Last weekend, I enjoyed a very inspiring and motivating two-hour long chat with one of the prominent and very senior business directors in town. He was kind enough to allow me to share his story in this column, but without necessarily revealing his identity. For purposes of convenience, we shall call him Joseph (not his real name).
During the early years of his career, after his graduation, Joseph worked in an academic institution. Together with his peers, he was lucky to get a government scholarship for studies leading to his master’s degree. Upon return from abroad, his peers were already contented with the postgraduate academic qualification. They had now become quite comfortable and they were already enjoying their career and they didn’t really aspire for more advancement in their career.
But Joseph wanted to do more. He was fully aware that for him to rise and shine at the top of his profession and the top league of business leaders, he needed to advance on the professional side in addition to his advanced academic qualifications. But Joseph was different.
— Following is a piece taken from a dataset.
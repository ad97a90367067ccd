pub mod loader;
pub mod model;

pub use loader::ConfigLoader;
pub use model::{AppConfig, ChatConfig, ClientConfig, TaskConfig};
He still held on to the ambition that he had harboured since college time – to become professionally certified in his field, in addition to the advanced academic qualification.
At his place of work, there was an arrangement that professional staff had to deliver an exact number of hours of work per day. Any extra hours of work beyond the target attracted extra income at a very generous rate. As a result of this, all his peers made quite substantial amounts of money every month. However, Joseph was still not attracted to the short-term gratification or benefits. He was still focussed on his long-term career development. He was ready to sacrifice as much as it would take to build a solid foundation for a colourful long-term career path.
Joseph’s peers bought fancy cars and he still walked to his workplace for some 30 minutes or more, but this did not deter him from his vision to further raise his qualification standards. He knew very well that he had a choice to make between maximising immediate gratification at the expense of long-term achievements on the one hand or to forgo immediate gratification for the sake of long-term sustained success. Joseph wanted to have as much time as possible to study towards his professional qualification. He did this for two years. He kept passing all the required modules and kept inching towards his ultimate prize. As he was narrating the story, he kept telling me that he was never motivated by making money – a principle he still holds to date. “For me, money comes as a by-product of my zeal to excel in life,” he said. This tied in well with what one missionary priest once told us when we were in school: “Never target making money as your goal in life. Aim to be brilliant in what you do. If you do that, even if you need money, it will come on its own.”
When Joseph got fully qualified, it did not take him long before he got a bigger job, with much bigger responsibilities and with benefits many multiples of what his peers were getting even if you factor in the income from extra time. Joseph’s long-term view had paid off. He had worked for a couple of years while his peers bought flashy cars, but now his new employers were able to place him miles ahead of his generation. From then onwards, he climbed many career ladders.
A lot of young people today find themselves in problems when their career stagnates because they invest very little in growing their skills, developing their career or deepening their knowledge. Once they find a job, many young people want to immediately work on maximising money making, often at the expense of long-term growth and sustainability of their career. Good luck as you begin to implement the tested and proven tactics of Joseph!